Collected data entries
--*--

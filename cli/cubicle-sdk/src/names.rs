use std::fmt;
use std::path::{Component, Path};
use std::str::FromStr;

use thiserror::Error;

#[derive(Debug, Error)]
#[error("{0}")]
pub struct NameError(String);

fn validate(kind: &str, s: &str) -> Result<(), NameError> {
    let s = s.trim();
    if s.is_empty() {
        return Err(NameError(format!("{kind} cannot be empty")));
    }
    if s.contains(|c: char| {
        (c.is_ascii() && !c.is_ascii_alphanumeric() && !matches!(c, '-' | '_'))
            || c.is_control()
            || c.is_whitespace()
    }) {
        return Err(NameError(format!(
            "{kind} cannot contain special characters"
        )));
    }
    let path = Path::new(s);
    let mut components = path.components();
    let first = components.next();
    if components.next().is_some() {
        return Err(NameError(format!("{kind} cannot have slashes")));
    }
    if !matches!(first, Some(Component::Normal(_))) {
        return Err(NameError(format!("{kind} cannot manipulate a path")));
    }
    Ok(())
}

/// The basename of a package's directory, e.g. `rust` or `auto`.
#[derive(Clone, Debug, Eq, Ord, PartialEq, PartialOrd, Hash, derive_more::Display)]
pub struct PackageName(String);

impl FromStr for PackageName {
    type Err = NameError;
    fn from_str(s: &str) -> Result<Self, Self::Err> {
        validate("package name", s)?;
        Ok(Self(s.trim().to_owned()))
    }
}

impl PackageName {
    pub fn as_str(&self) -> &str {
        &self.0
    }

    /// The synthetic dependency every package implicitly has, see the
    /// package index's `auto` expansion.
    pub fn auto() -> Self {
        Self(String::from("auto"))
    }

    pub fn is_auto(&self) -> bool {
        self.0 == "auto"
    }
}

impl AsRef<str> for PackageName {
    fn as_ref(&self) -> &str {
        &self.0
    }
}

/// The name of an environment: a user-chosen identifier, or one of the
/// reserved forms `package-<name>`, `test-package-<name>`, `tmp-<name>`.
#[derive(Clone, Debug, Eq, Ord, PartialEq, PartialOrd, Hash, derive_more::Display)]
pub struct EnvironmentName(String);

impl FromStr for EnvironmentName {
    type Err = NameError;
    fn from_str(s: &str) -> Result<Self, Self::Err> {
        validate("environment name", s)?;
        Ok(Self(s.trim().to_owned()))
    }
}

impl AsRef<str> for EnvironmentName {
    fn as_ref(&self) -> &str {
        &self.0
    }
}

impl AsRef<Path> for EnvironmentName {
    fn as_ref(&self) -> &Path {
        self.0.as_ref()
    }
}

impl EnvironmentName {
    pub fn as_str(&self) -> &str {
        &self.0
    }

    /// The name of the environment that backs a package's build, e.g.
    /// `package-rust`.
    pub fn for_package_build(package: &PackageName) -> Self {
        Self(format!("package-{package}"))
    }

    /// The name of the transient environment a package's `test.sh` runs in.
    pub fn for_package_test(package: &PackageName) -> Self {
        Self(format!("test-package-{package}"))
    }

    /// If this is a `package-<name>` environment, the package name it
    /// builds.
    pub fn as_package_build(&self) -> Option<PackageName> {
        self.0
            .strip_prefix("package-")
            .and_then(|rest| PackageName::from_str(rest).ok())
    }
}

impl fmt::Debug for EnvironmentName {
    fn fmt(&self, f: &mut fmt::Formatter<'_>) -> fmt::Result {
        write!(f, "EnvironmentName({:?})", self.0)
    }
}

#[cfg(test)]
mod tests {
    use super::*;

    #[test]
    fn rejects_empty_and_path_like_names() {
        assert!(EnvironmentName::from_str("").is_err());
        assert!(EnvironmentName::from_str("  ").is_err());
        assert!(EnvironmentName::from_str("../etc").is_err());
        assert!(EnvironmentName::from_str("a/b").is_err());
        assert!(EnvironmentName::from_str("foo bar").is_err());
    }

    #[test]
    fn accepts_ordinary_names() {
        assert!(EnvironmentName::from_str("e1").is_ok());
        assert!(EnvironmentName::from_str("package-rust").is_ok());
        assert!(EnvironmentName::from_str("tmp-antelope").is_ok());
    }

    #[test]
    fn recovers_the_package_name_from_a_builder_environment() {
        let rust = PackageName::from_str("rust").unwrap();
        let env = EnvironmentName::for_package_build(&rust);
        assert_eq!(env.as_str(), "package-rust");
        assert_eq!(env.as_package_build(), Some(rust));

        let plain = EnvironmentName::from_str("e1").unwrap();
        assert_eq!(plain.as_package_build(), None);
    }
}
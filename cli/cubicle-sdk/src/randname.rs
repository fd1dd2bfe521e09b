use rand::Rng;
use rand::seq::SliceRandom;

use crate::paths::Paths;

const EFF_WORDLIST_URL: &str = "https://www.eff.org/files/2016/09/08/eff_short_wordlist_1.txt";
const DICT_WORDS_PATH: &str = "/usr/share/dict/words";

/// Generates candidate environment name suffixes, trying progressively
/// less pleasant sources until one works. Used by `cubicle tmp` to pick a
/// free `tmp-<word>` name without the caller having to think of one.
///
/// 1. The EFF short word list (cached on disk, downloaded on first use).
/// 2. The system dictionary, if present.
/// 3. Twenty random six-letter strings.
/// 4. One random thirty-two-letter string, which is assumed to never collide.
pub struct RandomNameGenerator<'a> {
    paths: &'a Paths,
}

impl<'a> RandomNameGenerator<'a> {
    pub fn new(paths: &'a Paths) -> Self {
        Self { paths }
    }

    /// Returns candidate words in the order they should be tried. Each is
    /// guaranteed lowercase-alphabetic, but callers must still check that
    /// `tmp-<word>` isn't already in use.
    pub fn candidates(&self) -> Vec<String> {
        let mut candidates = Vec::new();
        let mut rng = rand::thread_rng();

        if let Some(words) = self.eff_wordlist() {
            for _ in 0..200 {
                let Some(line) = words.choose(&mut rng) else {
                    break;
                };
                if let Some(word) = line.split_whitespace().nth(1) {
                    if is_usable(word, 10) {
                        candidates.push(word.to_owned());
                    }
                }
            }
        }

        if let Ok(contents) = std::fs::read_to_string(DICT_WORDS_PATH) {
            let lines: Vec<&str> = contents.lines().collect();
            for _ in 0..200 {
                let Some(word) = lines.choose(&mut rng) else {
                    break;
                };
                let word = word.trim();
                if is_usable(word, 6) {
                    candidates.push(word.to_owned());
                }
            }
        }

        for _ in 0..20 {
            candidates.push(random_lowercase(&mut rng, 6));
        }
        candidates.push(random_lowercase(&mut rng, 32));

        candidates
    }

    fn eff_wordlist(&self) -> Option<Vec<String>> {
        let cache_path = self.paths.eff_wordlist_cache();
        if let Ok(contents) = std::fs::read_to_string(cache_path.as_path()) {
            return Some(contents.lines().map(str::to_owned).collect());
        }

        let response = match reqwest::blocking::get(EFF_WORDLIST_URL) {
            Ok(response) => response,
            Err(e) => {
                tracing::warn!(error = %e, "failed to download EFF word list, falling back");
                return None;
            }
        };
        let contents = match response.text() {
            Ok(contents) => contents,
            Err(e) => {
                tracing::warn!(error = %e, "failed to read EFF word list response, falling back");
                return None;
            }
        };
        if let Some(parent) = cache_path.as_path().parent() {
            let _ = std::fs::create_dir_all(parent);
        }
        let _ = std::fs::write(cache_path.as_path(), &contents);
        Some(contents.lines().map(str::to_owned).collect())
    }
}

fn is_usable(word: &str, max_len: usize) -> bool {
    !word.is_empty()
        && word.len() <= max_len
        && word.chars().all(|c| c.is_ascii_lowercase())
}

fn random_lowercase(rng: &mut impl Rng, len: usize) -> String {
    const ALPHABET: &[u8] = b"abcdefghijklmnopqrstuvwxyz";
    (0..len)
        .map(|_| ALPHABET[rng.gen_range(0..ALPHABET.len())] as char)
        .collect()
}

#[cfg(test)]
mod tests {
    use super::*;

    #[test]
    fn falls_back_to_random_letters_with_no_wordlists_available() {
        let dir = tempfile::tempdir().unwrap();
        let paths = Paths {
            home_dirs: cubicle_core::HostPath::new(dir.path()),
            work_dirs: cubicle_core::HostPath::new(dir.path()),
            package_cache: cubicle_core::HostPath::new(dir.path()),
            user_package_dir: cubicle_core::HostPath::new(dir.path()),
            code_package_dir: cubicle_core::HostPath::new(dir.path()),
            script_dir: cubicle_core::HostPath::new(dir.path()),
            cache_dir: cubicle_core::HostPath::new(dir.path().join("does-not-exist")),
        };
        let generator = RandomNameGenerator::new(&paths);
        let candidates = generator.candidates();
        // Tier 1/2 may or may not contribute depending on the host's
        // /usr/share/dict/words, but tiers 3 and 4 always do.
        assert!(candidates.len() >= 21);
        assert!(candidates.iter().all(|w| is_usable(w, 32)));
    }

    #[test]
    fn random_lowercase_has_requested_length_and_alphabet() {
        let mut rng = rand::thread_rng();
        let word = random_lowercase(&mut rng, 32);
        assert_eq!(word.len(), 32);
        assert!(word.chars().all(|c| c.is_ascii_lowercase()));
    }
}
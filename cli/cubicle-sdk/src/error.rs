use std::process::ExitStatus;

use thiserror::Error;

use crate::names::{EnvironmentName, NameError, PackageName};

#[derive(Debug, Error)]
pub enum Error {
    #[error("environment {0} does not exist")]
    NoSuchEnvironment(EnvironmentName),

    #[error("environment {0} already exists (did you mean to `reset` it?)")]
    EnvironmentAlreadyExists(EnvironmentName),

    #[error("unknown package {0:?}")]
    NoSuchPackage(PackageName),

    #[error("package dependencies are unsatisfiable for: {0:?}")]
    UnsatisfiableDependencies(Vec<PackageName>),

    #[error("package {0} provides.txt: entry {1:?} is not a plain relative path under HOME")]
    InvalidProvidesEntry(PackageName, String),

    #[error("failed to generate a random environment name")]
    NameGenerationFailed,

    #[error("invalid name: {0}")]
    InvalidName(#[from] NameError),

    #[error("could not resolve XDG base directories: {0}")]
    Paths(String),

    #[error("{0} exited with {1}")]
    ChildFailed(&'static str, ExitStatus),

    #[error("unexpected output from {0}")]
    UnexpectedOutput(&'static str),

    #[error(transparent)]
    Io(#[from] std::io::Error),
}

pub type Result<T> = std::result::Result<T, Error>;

--*--

WORK REQUEST
When you reach the line containing "candidates.push(random_lowercase(&mut rng, 6));" in the data above, start copying exactly, and stop after the line containing "let response = match".

EXERCISE ANSWER
            candidates.push(random_lowercase(&mut rng, 6));
        }
        candidates.push(random_lowercase(&mut rng, 32));

        candidates
    }

    fn eff_wordlist(&self) -> Option<Vec<String>> {
        let cache_path = self.paths.eff_wordlist_cache();
        if let Ok(contents) = std::fs::read_to_string(cache_path.as_path()) {
            return Some(contents.lines().map(str::to_owned).collect());
        }

        let response = match reqwest::blocking::get(EFF_WORDLIST_URL) {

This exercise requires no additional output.